(Dataset entries)
>>>

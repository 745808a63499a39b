//! Core types for the Stripe API binding.
//!
//! This crate provides the domain models returned by the Stripe endpoints the
//! client talks to:
//!
//! - **Identifiers**: `CustomerId`, `SubscriptionId`, `PlanId`, `CouponId`, ...
//! - **Customers**: `Customer`, `Card`, `Brand`
//! - **Subscriptions**: `Subscription`, `SubscriptionItem`, `SubscriptionStatus`
//! - **Plans**: `Plan`, `Coupon`, `Discount`
//! - **Invoices**: `Invoice`, `Charge`, `LineItem`
//! - **Envelopes**: `ListEnvelope`, `StripeErrorEnvelope`, `Expandable`
//!
//! # Timestamps
//!
//! Stripe encodes every date as integer seconds since the Unix epoch. All date
//! fields here are `DateTime<Utc>` decoded with `chrono::serde::ts_seconds`.

#![forbid(unsafe_code)]
#![warn(missing_docs)]
#![warn(clippy::all)]
#![warn(clippy::pedantic)]

pub mod customer;
pub mod envelope;
pub mod error;
pub mod ids;
pub mod invoice;
pub mod money;
pub mod plan;
pub mod subscription;

pub use customer::{Brand, Card, Customer, EXTRA_INVOICE_INFO_KEY};
pub use envelope::{Expandable, ListEnvelope, StripeErrorDetail, StripeErrorEnvelope};
pub use error::IdError;
pub use ids::{
    CardId, ChargeId, CouponId, CustomerId, EmailAddress, InvoiceId, PlanId, SubscriptionId,
    SubscriptionItemId, TokenId, Vat,
};
pub use invoice::{Charge, Invoice, LineItem};
pub use money::{Cents, Currency};
pub use plan::{Coupon, CouponDuration, Discount, Interval, Plan};
pub use subscription::{Subscription, SubscriptionItem, SubscriptionStatus};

<<<

## [Goal of the exercise]
Keeping every word in place, restate the entries above.

## [Final answer]
repository 745808a63499a39b
//! Core types for the Stripe API binding.
//!
//! This crate provides the domain models returned by the Stripe endpoints the
//! client talks to:
//!
//! - **Identifiers**: `CustomerId`, `SubscriptionId`, `PlanId`, `CouponId`, ...
//! - **Customers**: `Customer`, `Card`, `Brand`
//! - **Subscriptions**: `Subscription`, `SubscriptionItem`, `SubscriptionStatus`
//! - **Plans**: `Plan`, `Coupon`, `Discount`
//! - **Invoices**: `Invoice`, `Charge`, `LineItem`
//! - **Envelopes**: `ListEnvelope`, `StripeErrorEnvelope`, `Expandable`
//!
//! # Timestamps
//!
//! Stripe encodes every date as integer seconds since the Unix epoch. All date
//! fields here are `DateTime<Utc>` decoded with `chrono::serde::ts_seconds`.

#![forbid(unsafe_code)]
#![warn(missing_docs)]
#![warn(clippy::all)]
#![warn(clippy::pedantic)]

pub mod customer;
pub mod envelope;
pub mod error;
pub mod ids;
pub mod invoice;
pub mod money;
pub mod plan;
pub mod subscription;

pub use customer::{Brand, Card, Customer, EXTRA_INVOICE_INFO_KEY};
pub use envelope::{Expandable, ListEnvelope, StripeErrorDetail, StripeErrorEnvelope};
pub use error::IdError;
pub use ids::{
    CardId, ChargeId, CouponId, CustomerId, EmailAddress, InvoiceId, PlanId, SubscriptionId,
    SubscriptionItemId, TokenId, Vat,
};
pub use invoice::{Charge, Invoice, LineItem};
pub use money::{Cents, Currency};
pub use plan::{Coupon, CouponDuration, Discount, Interval, Plan};
pub use subscription::{Subscription, SubscriptionItem, SubscriptionStatus};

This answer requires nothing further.